I'm so appalled by the comments, I don't even know what to say.  I opened and closed this story several times wanting to make a comment but not finding the words.  I finally decided I had to say something because I wanted Jamie Gatson and the family and friends of Kiwane Carrington to see something positive and supportive.  

 

Jamie, keep doing what you're doing.  Make your music and speak your mind.  This world could use more people like you.  The tragic loss of this young man left a wound that will never heal.  Do whatever helps you ease that pain.  

Skeptical111 wrote on October 06, 2014 at 12:10 am

 

I was also appalled by the comments exhibiting racist conspiracy theories directed against the police. I was appalled by how juvenile gangsters are so poorly "educated" by their broken, so-called "families" that they attempt to jump police officers and disarm them.

Then, the same irresponsible Kiwane circle which allowed him to accumulate at an early age an impressive criminal record goes around asking for handouts, selling sob-stories such as this Jamie guy (illiterate artiste sporting a T-shirt with the other suicidal moron, Mike Brown) who likely graduated from high school three years later than he should have - remember, Kiwane was taken out five years ago and Jamies was still in high school in 2014 - and that only because the teachers were finally sick of his face.

All the Kiwane-type low ferment of society goes around murdering each other with gusto, poisoning even younger kids with drugs, then whenever some fake story about how the root of all trouble would be police racism, not their own choices, is made even remotely possible they go around trying to peddle that horrid, uneducated, racist, mind-poisoning garbage they call rap. They fantasize about murdering cops and then, when they try it, they are surprised at the results. The right amount of dollars would do a lot to assuage the so-called pain of those who made possible, nah, necessary for Kiwane Carrington to lead a wasted life and a meaningless, self-inflicted death. 

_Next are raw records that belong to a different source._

//! Stateless overlap tests and the ground probe.

use crate::constants::GROUND_Y;
use crate::fixed::Fix32;

/// Axis-aligned rectangle in pixel coordinates. A value type for overlap
/// queries, never stored.
#[derive(Clone, Copy, Debug, PartialEq, Eq)]
pub struct CollisionBox {
    pub x: i32,
    pub y: i32,
    pub width: i32,
    pub height: i32,
}

impl CollisionBox {
    #[inline]
    pub const fn new(x: i32, y: i32, width: i32, height: i32) -> CollisionBox {
        CollisionBox {
            x,
            y,
            width,
            height,
        }
    }
}

/// AABB overlap with a strict trailing edge: boxes that merely touch do not
/// overlap.
#[inline]
pub fn boxes_overlap(a: &CollisionBox, b: &CollisionBox) -> bool {
    a.x < b.x + b.width && a.x + a.width > b.x && a.y < b.y + b.height && a.y + a.height > b.y
}

/// Point-in-rectangle, inclusive on all four edges.
#[inline]
pub fn point_in_box(px: i32, py: i32, b: &CollisionBox) -> bool {
    px >= b.x && px <= b.x + b.width && py >= b.y && py <= b.y + b.height
}

/// Flat ground line: at or below the threshold counts as grounded.
/// Placeholder until tilemap collision lands.
#[inline]
pub fn on_ground(pos_y: Fix32) -> bool {
    pos_y.to_int() >= GROUND_Y
}

#[cfg(test)]
mod tests {
    use super::*;

    #[test]
    fn overlapping_boxes_are_detected() {
        let a = CollisionBox::new(0, 0, 16, 16);
        let b = CollisionBox::new(8, 8, 16, 16);
        assert!(boxes_overlap(&a, &b));
        assert!(boxes_overlap(&b, &a));
    }

    #[test]
    fn touching_edges_do_not_overlap() {
        let a = CollisionBox::new(0, 0, 16, 16);
        let right = CollisionBox::new(16, 0, 16, 16);
        let below = CollisionBox::new(0, 16, 16, 16);
        assert!(!boxes_overlap(&a, &right));
        assert!(!boxes_overlap(&a, &below));
    }

    #[test]
    fn disjoint_boxes_do_not_overlap() {
        let a = CollisionBox::new(0, 0, 8, 8);
        let b = CollisionBox::new(100, 100, 8, 8);
        assert!(!boxes_overlap(&a, &b));
    }

    #[test]
    fn point_test_is_inclusive_on_all_edges() {
        let b = CollisionBox::new(10, 20, 30, 40);
        assert!(point_in_box(10, 20, &b));
        assert!(point_in_box(40, 60, &b));
        assert!(point_in_box(25, 40, &b));
        assert!(!point_in_box(9, 20, &b));
        assert!(!point_in_box(41, 60, &b));
    }

    #[test]
    fn ground_probe_uses_integer_threshold() {
        assert!(!on_ground(Fix32::from_int(GROUND_Y - 1)));
        assert!(on_ground(Fix32::from_int(GROUND_Y)));
        assert!(on_ground(Fix32::from_int(GROUND_Y + 5)));
        // Sub-pixel above the line is still airborne.
        assert!(!on_ground(
            Fix32::from_int(GROUND_Y) - Fix32::from_fraction(1, 2)
        ));
    }
}
//! Dead-zone follow camera with map clamping and scroll push.
//!
//! The camera owns world-bounds clamping of the player: it clamps the
//! position into the map before reading it, so the scroll target is never
//! computed from an out-of-map position.

use serde::{Deserialize, Serialize};

use crate::constants::{
    CAMERA_BOUNDS_BOTTOM, CAMERA_BOUNDS_RIGHT, CAMERA_BOUNDS_TOP, CAMERA_FAR_VSCROLL_LIMIT,
    CAMERA_PARALLAX_SHIFT, PLAYER_SPRITE_HEIGHT, PLAYER_SPRITE_WIDTH,
};
use crate::fixed::Fix32;
use crate::player::Player;
use crate::stage::{Plane, Stage};
use crate::zone::ZoneBounds;

/// Current scroll position in pixels. Always inside
/// `[0, map − viewport]` on each axis after an update.
#[derive(Clone, Copy, Debug, Default, PartialEq, Eq, Serialize, Deserialize)]
pub struct Camera {
    pub x: i32,
    pub y: i32,
}

impl Camera {
    pub const fn new() -> Camera {
        Camera { x: 0, y: 0 }
    }

    /// One frame of camera tracking. Reads the player's already-ticked
    /// position, writes scroll values only when the clamped target moved.
    pub fn update(&mut self, player: &mut Player, bounds: &ZoneBounds, stage: &mut impl Stage) {
        self.clamp_player_to_map(player, bounds);

        let map_x = player.pos.x.to_int();
        let map_y = player.pos.y.to_int();
        let screen_x = map_x - self.x;
        let screen_y = map_y - self.y;

        // Horizontal: the low threshold is expressed as resolution minus the
        // right margin. Kept as-is; do not fold the two conventions together.
        let target_x = if screen_x > CAMERA_BOUNDS_RIGHT {
            map_x - CAMERA_BOUNDS_RIGHT
        } else if screen_x < bounds.viewport_width - CAMERA_BOUNDS_RIGHT {
            map_x - (bounds.viewport_width - CAMERA_BOUNDS_RIGHT)
        } else {
            self.x
        };

        // Vertical: absolute top and bottom margins.
        let target_y = if screen_y > CAMERA_BOUNDS_BOTTOM {
            map_y - CAMERA_BOUNDS_BOTTOM
        } else if screen_y < CAMERA_BOUNDS_TOP {
            map_y - CAMERA_BOUNDS_TOP
        } else {
            self.y
        };

        let target_x = target_x.clamp(0, bounds.max_camera_x());
        let target_y = target_y.clamp(0, bounds.max_camera_y());

        if target_x != self.x || target_y != self.y {
            // Instant snap follow.
            self.x = target_x;
            self.y = target_y;

            let far_h = (0 - self.x) >> CAMERA_PARALLAX_SHIFT;
            let far_v = if self.y > CAMERA_FAR_VSCROLL_LIMIT {
                0
            } else {
                self.y
            };
            stage.set_plane_scroll(Plane::Far, far_h, far_v);
            stage.set_plane_scroll(Plane::Near, -self.x, self.y);
        }
    }

    fn clamp_player_to_map(&self, player: &mut Player, bounds: &ZoneBounds) {
        let max_x = Fix32::from_int(bounds.map_width - PLAYER_SPRITE_WIDTH);
        let max_y = Fix32::from_int(bounds.map_height - PLAYER_SPRITE_HEIGHT);

        if player.pos.x < Fix32::ZERO {
            player.pos.x = Fix32::ZERO;
        } else if player.pos.x > max_x {
            player.pos.x = max_x;
        }

        if player.pos.y < Fix32::ZERO {
            player.pos.y = Fix32::ZERO;
        } else if player.pos.y > max_y {
            player.pos.y = max_y;
        }
    }
}
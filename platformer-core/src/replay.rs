//! Input tape replay.
//!
//! A tape is one pad byte per frame (see [`crate::input`]). Replaying the
//! same tape from the same zone always lands on the same [`Checkpoint`];
//! that is the determinism contract everything downstream leans on.

use alloc::vec::Vec;
use core::fmt;

use serde::{Deserialize, Serialize};

use crate::error::RuleCode;
use crate::input::decode_pad_byte;
use crate::player::PlayerState;
use crate::session::Session;
use crate::stage::NullStage;
use crate::zone::ZoneBounds;

/// Flat snapshot of everything observable about a frame. Positions and
/// velocities are raw Q16.16 bits so comparison is exact.
#[derive(Clone, Copy, Debug, PartialEq, Eq, Serialize, Deserialize)]
pub struct Checkpoint {
    pub frame_count: u32,
    pub state: PlayerState,
    pub pos_x: i32,
    pub pos_y: i32,
    pub vel_x: i32,
    pub vel_y: i32,
    pub health: u16,
    pub stamina: u16,
    pub on_ground: bool,
    pub facing_right: bool,
    pub dash_timer: u16,
    pub dash_cooldown: u16,
    pub dash_ready: bool,
    pub parry_window: u16,
    pub double_jump_armed: bool,
    pub camera_x: i32,
    pub camera_y: i32,
}

/// An invariant broke during a strict replay.
#[derive(Clone, Copy, Debug, PartialEq, Eq)]
pub struct ReplayViolation {
    pub frame_count: u32,
    pub rule: RuleCode,
}

impl fmt::Display for ReplayViolation {
    fn fmt(&self, f: &mut fmt::Formatter<'_>) -> fmt::Result {
        write!(f, "rule {} violated at frame {}", self.rule, self.frame_count)
    }
}

#[cfg(feature = "std")]
impl std::error::Error for ReplayViolation {}

/// Run a tape to the end and return the final checkpoint.
pub fn replay(inputs: &[u8], zone: ZoneBounds) -> Checkpoint {
    let mut session = Session::new(zone);
    let mut stage = NullStage;
    for &byte in inputs {
        session.tick(decode_pad_byte(byte), &mut stage);
    }
    session.checkpoint()
}

/// Like [`replay`], but validates every frame and stops at the first
/// broken invariant.
pub fn replay_strict(inputs: &[u8], zone: ZoneBounds) -> Result<Checkpoint, ReplayViolation> {
    let mut session = Session::new(zone);
    let mut stage = NullStage;
    for &byte in inputs {
        session.tick(decode_pad_byte(byte), &mut stage);
        if let Err(rule) = session.validate_invariants() {
            return Err(ReplayViolation {
                frame_count: session.frame_count(),
                rule,
            });
        }
    }
    Ok(session.checkpoint())
}

/// Replay with periodic sampling. The initial state and the final state are
/// always included; a stride of zero is treated as one.
pub fn replay_with_checkpoints(
    inputs: &[u8],
    zone: ZoneBounds,
    sample_every: u32,
) -> Vec<Checkpoint> {
    let stride = sample_every.max(1);
    let mut session = Session::new(zone);
    let mut stage = NullStage;

    let mut checkpoints = Vec::new();
    checkpoints.push(session.checkpoint());

    for &byte in inputs {
        session.tick(decode_pad_byte(byte), &mut stage);
        if session.frame_count() % stride == 0 {
            checkpoints.push(session.checkpoint());
        }
    }

    if session.frame_count() % stride != 0 {
        checkpoints.push(session.checkpoint());
    }

    checkpoints
}

#[cfg(test)]
mod tests {
    use super::*;
    use crate::input::{PAD_JUMP, PAD_LEFT, PAD_RIGHT};

    fn walk_and_hop_tape() -> Vec<u8> {
        let mut tape = Vec::new();
        tape.extend(core::iter::repeat(PAD_RIGHT).take(30));
        tape.extend(core::iter::repeat(PAD_RIGHT | PAD_JUMP).take(10));
        tape.extend(core::iter::repeat(0).take(40));
        tape.extend(core::iter::repeat(PAD_LEFT).take(20));
        tape
    }

    #[test]
    fn identical_tapes_land_on_identical_checkpoints() {
        let tape = walk_and_hop_tape();
        let first = replay(&tape, ZoneBounds::default());
        let second = replay(&tape, ZoneBounds::default());
        assert_eq!(first, second);
        assert_eq!(first.frame_count, tape.len() as u32);
    }

    #[test]
    fn strict_replay_accepts_a_clean_tape() {
        let tape = walk_and_hop_tape();
        let strict = replay_strict(&tape, ZoneBounds::default());
        assert_eq!(strict, Ok(replay(&tape, ZoneBounds::default())));
    }

    #[test]
    fn empty_tape_yields_the_initial_checkpoint() {
        let checkpoint = replay(&[], ZoneBounds::default());
        assert_eq!(checkpoint.frame_count, 0);
        assert_eq!(checkpoint.state, PlayerState::Idle);
        assert_eq!(checkpoint.health, 100);
    }

    #[test]
    fn checkpoint_sampling_brackets_the_tape() {
        let tape = walk_and_hop_tape(); // 100 frames
        let checkpoints = replay_with_checkpoints(&tape, ZoneBounds::default(), 30);

        assert_eq!(checkpoints[0].frame_count, 0);
        let last = checkpoints[checkpoints.len() - 1];
        assert_eq!(last.frame_count, tape.len() as u32);
        // 0, 30, 60, 90, then the tail frame.
        assert_eq!(checkpoints.len(), 5);
        assert_eq!(last, replay(&tape, ZoneBounds::default()));
    }

    #[test]
    fn zero_stride_samples_every_frame() {
        let tape = [0u8; 7];
        let checkpoints = replay_with_checkpoints(&tape, ZoneBounds::default(), 0);
        assert_eq!(checkpoints.len(), 8);
        for (index, checkpoint) in checkpoints.iter().enumerate() {
            assert_eq!(checkpoint.frame_count, index as u32);
        }
    }

    #[test]
    fn sampled_checkpoints_match_a_fresh_replay_prefix() {
        let tape = walk_and_hop_tape();
        let checkpoints = replay_with_checkpoints(&tape, ZoneBounds::default(), 25);
        for checkpoint in &checkpoints {
            let prefix = &tape[..checkpoint.frame_count as usize];
            assert_eq!(replay(prefix, ZoneBounds::default()), *checkpoint);
        }
    }
}
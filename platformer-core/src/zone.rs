//! Zone identity and the map/viewport bounds the camera clamps against.

use serde::{Deserialize, Serialize};

use crate::constants::{SCREEN_HEIGHT, SCREEN_WIDTH};

/// The playable zones of the world.
#[derive(Clone, Copy, Debug, PartialEq, Eq, Serialize, Deserialize)]
pub enum ZoneId {
    Cpu,
    Gpu,
    Ram,
    Storage,
    Hub,
    Bios,
}

impl ZoneId {
    pub fn parse(name: &str) -> Option<ZoneId> {
        match name {
            "cpu" => Some(ZoneId::Cpu),
            "gpu" => Some(ZoneId::Gpu),
            "ram" => Some(ZoneId::Ram),
            "storage" => Some(ZoneId::Storage),
            "hub" => Some(ZoneId::Hub),
            "bios" => Some(ZoneId::Bios),
            _ => None,
        }
    }

    pub const fn name(self) -> &'static str {
        match self {
            ZoneId::Cpu => "cpu",
            ZoneId::Gpu => "gpu",
            ZoneId::Ram => "ram",
            ZoneId::Storage => "storage",
            ZoneId::Hub => "hub",
            ZoneId::Bios => "bios",
        }
    }
}

/// Map and viewport dimensions in pixels. Supplied by the world loader;
/// only the camera consumes them.
#[derive(Clone, Copy, Debug, PartialEq, Eq, Serialize, Deserialize)]
pub struct ZoneBounds {
    pub map_width: i32,
    pub map_height: i32,
    pub viewport_width: i32,
    pub viewport_height: i32,
}

impl ZoneBounds {
    pub const fn new(map_width: i32, map_height: i32) -> ZoneBounds {
        ZoneBounds {
            map_width,
            map_height,
            viewport_width: SCREEN_WIDTH,
            viewport_height: SCREEN_HEIGHT,
        }
    }

    /// Largest legal camera X. Maps narrower than the viewport pin the
    /// camera at zero.
    #[inline]
    pub fn max_camera_x(&self) -> i32 {
        (self.map_width - self.viewport_width).max(0)
    }

    #[inline]
    pub fn max_camera_y(&self) -> i32 {
        (self.map_height - self.viewport_height).max(0)
    }
}

impl Default for ZoneBounds {
    fn default() -> ZoneBounds {
        // Two screens wide, two tall.
        ZoneBounds::new(SCREEN_WIDTH * 2, SCREEN_HEIGHT * 2)
    }
}

/// Per-zone map sizes, pending real zone content.
pub fn zone_bounds(id: ZoneId) -> ZoneBounds {
    match id {
        ZoneId::Cpu => ZoneBounds::new(640, 448),
        ZoneId::Gpu => ZoneBounds::new(960, 448),
        ZoneId::Ram => ZoneBounds::new(640, 672),
        ZoneId::Storage => ZoneBounds::new(1280, 448),
        ZoneId::Hub => ZoneBounds::new(320, 224),
        ZoneId::Bios => ZoneBounds::new(640, 224),
    }
}
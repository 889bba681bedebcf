//! The player entity: state machine, guarded action commands, per-frame tick.

use serde::{Deserialize, Serialize};

use crate::collision;
use crate::constants::{
    ATTACK_STAMINA_COST, DASH_STAMINA_COST, PLAYER_DASH_COOLDOWN_FRAMES,
    PLAYER_DASH_DURATION_FRAMES, PLAYER_DASH_SPEED, PLAYER_JUMP_VELOCITY,
    PLAYER_PARRY_WINDOW_FRAMES, PLAYER_SPAWN_X, PLAYER_SPAWN_Y, PLAYER_SPRITE_WIDTH,
    PLAYER_WALK_SPEED, SCREEN_WIDTH,
};
use crate::fixed::{Fix32, Vec2};
use crate::input::PadState;
use crate::physics;
use crate::stage::Stage;
use crate::stats::Stats;

/// Mutually exclusive player states. `Dashing` and `Hurt` are
/// uninterruptible; `Dead` is terminal.
#[derive(Clone, Copy, Debug, PartialEq, Eq, Serialize, Deserialize)]
pub enum PlayerState {
    Idle,
    Running,
    Jumping,
    Falling,
    Dashing,
    Attacking,
    Parrying,
    Blocking,
    Hurt,
    Dead,
}

/// Why an action command did or did not take effect. Blocked commands leave
/// the player untouched.
#[derive(Clone, Copy, Debug, PartialEq, Eq)]
pub enum ActionOutcome {
    Applied,
    BlockedByState,
    AbilityLocked,
    OnCooldown,
    OutOfStamina,
}

impl ActionOutcome {
    #[inline]
    pub fn applied(self) -> bool {
        self == ActionOutcome::Applied
    }
}

/// Unlockable abilities. All locked on a fresh player.
#[derive(Clone, Copy, Debug, Default, PartialEq, Eq)]
pub struct Abilities {
    pub dash: bool,
    pub double_jump: bool,
    pub parry: bool,
}

#[derive(Clone, Copy, Debug)]
pub struct Player {
    pub pos: Vec2,
    pub vel: Vec2,
    pub stats: Stats,
    pub on_ground: bool,
    pub facing_right: bool,
    pub abilities: Abilities,
    state: PlayerState,
    dash_ready: bool,
    dash_cooldown: u16,
    dash_timer: u16,
    double_jump_armed: bool,
    parry_window: u16,
}

impl Default for Player {
    fn default() -> Player {
        Player::new()
    }
}

impl Player {
    pub fn new() -> Player {
        Player {
            pos: Vec2::from_ints(PLAYER_SPAWN_X, PLAYER_SPAWN_Y),
            vel: Vec2::ZERO,
            stats: Stats::new(),
            on_ground: false,
            facing_right: true,
            abilities: Abilities::default(),
            state: PlayerState::Idle,
            dash_ready: false,
            dash_cooldown: 0,
            dash_timer: 0,
            double_jump_armed: false,
            parry_window: PLAYER_PARRY_WINDOW_FRAMES,
        }
    }

    #[inline]
    pub fn state(&self) -> PlayerState {
        self.state
    }

    #[inline]
    pub fn dash_ready(&self) -> bool {
        self.dash_ready
    }

    #[inline]
    pub fn dash_timer(&self) -> u16 {
        self.dash_timer
    }

    #[inline]
    pub fn dash_cooldown(&self) -> u16 {
        self.dash_cooldown
    }

    #[inline]
    pub fn parry_window(&self) -> u16 {
        self.parry_window
    }

    #[inline]
    pub fn double_jump_armed(&self) -> bool {
        self.double_jump_armed
    }

    /// Request a state transition. Returns `false` without touching anything
    /// when the current state rejects it: a running dash, `Hurt`, and the
    /// terminal `Dead` state cannot be interrupted.
    ///
    /// Entering `Idle` zeroes horizontal velocity. That side effect is part
    /// of this contract; every dash end and landing relies on it.
    pub fn set_state(&mut self, next: PlayerState) -> bool {
        if self.state == PlayerState::Dashing && self.dash_timer > 0 {
            return false;
        }
        if self.state == PlayerState::Hurt {
            return false;
        }
        if self.state == PlayerState::Dead {
            return false;
        }

        self.state = next;

        if next == PlayerState::Idle {
            self.vel.x = Fix32::ZERO;
        }

        true
    }

    pub fn move_right(&mut self) -> ActionOutcome {
        if matches!(
            self.state,
            PlayerState::Dashing | PlayerState::Hurt | PlayerState::Dead
        ) {
            return ActionOutcome::BlockedByState;
        }

        self.vel.x = PLAYER_WALK_SPEED;
        self.facing_right = true;

        if self.on_ground {
            self.set_state(PlayerState::Running);
        }

        ActionOutcome::Applied
    }

    pub fn move_left(&mut self) -> ActionOutcome {
        if matches!(
            self.state,
            PlayerState::Dashing | PlayerState::Hurt | PlayerState::Dead
        ) {
            return ActionOutcome::BlockedByState;
        }

        self.vel.x = -PLAYER_WALK_SPEED;
        self.facing_right = false;

        if self.on_ground {
            self.set_state(PlayerState::Running);
        }

        ActionOutcome::Applied
    }

    /// Grounded jump, or the one double jump per airborne phase once the
    /// ability is unlocked. A grounded jump re-arms the double jump.
    pub fn jump(&mut self) -> ActionOutcome {
        if matches!(
            self.state,
            PlayerState::Dashing | PlayerState::Hurt | PlayerState::Dead
        ) {
            return ActionOutcome::BlockedByState;
        }

        if self.on_ground {
            self.vel.y = PLAYER_JUMP_VELOCITY;
            self.set_state(PlayerState::Jumping);
            self.double_jump_armed = self.abilities.double_jump;
            ActionOutcome::Applied
        } else if self.double_jump_armed && self.abilities.double_jump {
            self.vel.y = PLAYER_JUMP_VELOCITY;
            self.double_jump_armed = false;
            ActionOutcome::Applied
        } else if !self.abilities.double_jump {
            ActionOutcome::AbilityLocked
        } else {
            ActionOutcome::BlockedByState
        }
    }

    /// Burst in the facing direction. Costs stamina, starts the dash timer
    /// and cooldown, and zeroes vertical velocity for the duration.
    pub fn dash(&mut self) -> ActionOutcome {
        if matches!(
            self.state,
            PlayerState::Dashing | PlayerState::Hurt | PlayerState::Dead
        ) {
            return ActionOutcome::BlockedByState;
        }
        if !self.abilities.dash {
            return ActionOutcome::AbilityLocked;
        }
        if !self.dash_ready {
            return ActionOutcome::OnCooldown;
        }
        if !self.stats.use_stamina(DASH_STAMINA_COST) {
            return ActionOutcome::OutOfStamina;
        }

        self.set_state(PlayerState::Dashing);
        self.dash_timer = PLAYER_DASH_DURATION_FRAMES;
        self.dash_cooldown = PLAYER_DASH_COOLDOWN_FRAMES;

        self.vel.x = if self.facing_right {
            PLAYER_DASH_SPEED
        } else {
            -PLAYER_DASH_SPEED
        };
        self.vel.y = Fix32::ZERO;

        ActionOutcome::Applied
    }

    /// Open the parry window and plant the feet.
    pub fn parry(&mut self) -> ActionOutcome {
        if !self.abilities.parry {
            return ActionOutcome::AbilityLocked;
        }
        if matches!(
            self.state,
            PlayerState::Dashing | PlayerState::Hurt | PlayerState::Dead
        ) {
            return ActionOutcome::BlockedByState;
        }

        self.set_state(PlayerState::Parrying);
        self.parry_window = PLAYER_PARRY_WINDOW_FRAMES;
        self.vel.x = Fix32::ZERO;

        ActionOutcome::Applied
    }

    pub fn attack(&mut self) -> ActionOutcome {
        if !self.stats.has_stamina(ATTACK_STAMINA_COST) {
            return ActionOutcome::OutOfStamina;
        }
        if matches!(
            self.state,
            PlayerState::Dashing | PlayerState::Parrying | PlayerState::Hurt | PlayerState::Dead
        ) {
            return ActionOutcome::BlockedByState;
        }

        self.stats.use_stamina(ATTACK_STAMINA_COST);
        self.set_state(PlayerState::Attacking);

        ActionOutcome::Applied
    }

    /// Apply damage. A lethal hit zeroes health and forces `Dead`; this is
    /// the one path that overrides the uninterruptible-state rule. Returns
    /// `true` while still alive.
    pub fn take_damage(&mut self, amount: u16) -> bool {
        let alive = self.stats.apply_damage(amount);
        if !alive {
            self.state = PlayerState::Dead;
        }
        alive
    }

    pub fn heal(&mut self, amount: u16) {
        self.stats.heal(amount);
    }

    /// Held-direction input, polled every frame. Opposing directions cancel;
    /// no direction settles a grounded, non-jumping player into `Idle`.
    pub fn handle_input(&mut self, pad: PadState) {
        if pad.left && pad.right {
            if self.on_ground && self.state != PlayerState::Jumping {
                self.set_state(PlayerState::Idle);
            }
            return;
        }

        if pad.right {
            self.move_right();
        } else if pad.left {
            self.move_left();
        } else if self.on_ground && self.state != PlayerState::Jumping {
            self.set_state(PlayerState::Idle);
        }
    }

    /// Edge-triggered actions, fired once per press.
    pub fn dispatch_presses(&mut self, pressed: PadState) {
        if pressed.jump {
            self.jump();
        }
        if pressed.dash {
            self.dash();
        }
        if pressed.parry {
            self.parry();
        }
        if pressed.attack {
            self.attack();
        }
    }

    /// One 60 Hz frame: ground probe, physics (skipped while dashing),
    /// state countdowns, cooldown and stamina bookkeeping, screen clamp,
    /// sprite push.
    pub fn tick(&mut self, stage: &mut impl Stage) {
        self.on_ground = collision::on_ground(self.pos.y);

        if self.state != PlayerState::Dashing {
            if !self.on_ground {
                self.vel.y = physics::apply_gravity(self.vel.y);
            } else {
                // Grounded: never keep falling.
                if self.vel.y > Fix32::ZERO {
                    self.vel.y = Fix32::ZERO;
                }

                if matches!(self.state, PlayerState::Jumping | PlayerState::Falling) {
                    if self.vel.x.to_int() == 0 {
                        self.set_state(PlayerState::Idle);
                    } else {
                        self.set_state(PlayerState::Running);
                    }
                }
            }

            self.vel.x = physics::apply_friction(self.vel.x, self.on_ground);
            self.pos = physics::integrate_velocity(self.pos, self.vel);
        }

        match self.state {
            PlayerState::Dashing => {
                if self.dash_timer > 0 {
                    self.dash_timer -= 1;
                }
                if self.dash_timer == 0 {
                    self.set_state(PlayerState::Idle);
                    self.dash_ready = false;
                }
            }
            PlayerState::Parrying => {
                if self.parry_window > 0 {
                    self.parry_window -= 1;
                } else {
                    self.set_state(PlayerState::Idle);
                }
            }
            PlayerState::Jumping => {
                if self.vel.y > Fix32::ZERO {
                    self.set_state(PlayerState::Falling);
                }
            }
            _ => {}
        }

        if self.dash_cooldown > 0 {
            self.dash_cooldown -= 1;
        }
        if self.dash_cooldown == 0 {
            self.dash_ready = true;
        }

        self.stats.regen_stamina();

        // Keep the sprite on screen; kill momentum at the wall.
        let max_x = Fix32::from_int(SCREEN_WIDTH - PLAYER_SPRITE_WIDTH);
        if self.pos.x < Fix32::ZERO {
            self.pos.x = Fix32::ZERO;
            self.vel.x = Fix32::ZERO;
        }
        if self.pos.x > max_x {
            self.pos.x = max_x;
            self.vel.x = Fix32::ZERO;
        }

        stage.set_sprite_position(self.pos.x.to_int(), self.pos.y.to_int());
        stage.set_sprite_hflip(!self.facing_right);
    }
}
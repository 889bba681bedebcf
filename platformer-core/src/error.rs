use core::fmt;

/// Invariant checked after every frame by strict replays.
#[derive(Clone, Copy, Debug, PartialEq, Eq)]
pub enum RuleCode {
    HealthRange,
    StaminaRange,
    DashTimerRange,
    DashCooldownRange,
    DashTimerOutsideDash,
    ParryWindowRange,
    PlayerScreenBounds,
    CameraBounds,
}

impl fmt::Display for RuleCode {
    fn fmt(&self, f: &mut fmt::Formatter<'_>) -> fmt::Result {
        match self {
            Self::HealthRange => write!(f, "HEALTH_RANGE"),
            Self::StaminaRange => write!(f, "STAMINA_RANGE"),
            Self::DashTimerRange => write!(f, "DASH_TIMER_RANGE"),
            Self::DashCooldownRange => write!(f, "DASH_COOLDOWN_RANGE"),
            Self::DashTimerOutsideDash => write!(f, "DASH_TIMER_OUTSIDE_DASH"),
            Self::ParryWindowRange => write!(f, "PARRY_WINDOW_RANGE"),
            Self::PlayerScreenBounds => write!(f, "PLAYER_SCREEN_BOUNDS"),
            Self::CameraBounds => write!(f, "CAMERA_BOUNDS"),
        }
    }
}

#[cfg(feature = "std")]
impl std::error::Error for RuleCode {}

A tragic loss? It is a tragic loss when a great man or a man with the possibility of greatness in himself dies prematurely. A fool who accomplished nothing in his wasted youth, and showed no signs of any potential, an aggressive fool attacking those who risk their lives protecting all of us?

The wise shall save his tears. The "community" would better check its own values, ways of educating and holding young people responsible. Stop whining for a change.

 

rsp wrote on October 06, 2014 at 9:10 am

Apparently you can't do math. Kiwane was 14 when he died. So his friend would be in the same age range, 18-19, about when most kids graduate. It's a waste when any child dies. Kiwane was still a child, with the possibility of making a life for himself.

LastWord wrote on October 06, 2014 at 10:10 am

 

15 + 5 = 20. This "rapper" guy who looks into the camera like an innocent deer trying to sell "musical" garbage could be 20 or 21, not 18. Time for him to look for some real work.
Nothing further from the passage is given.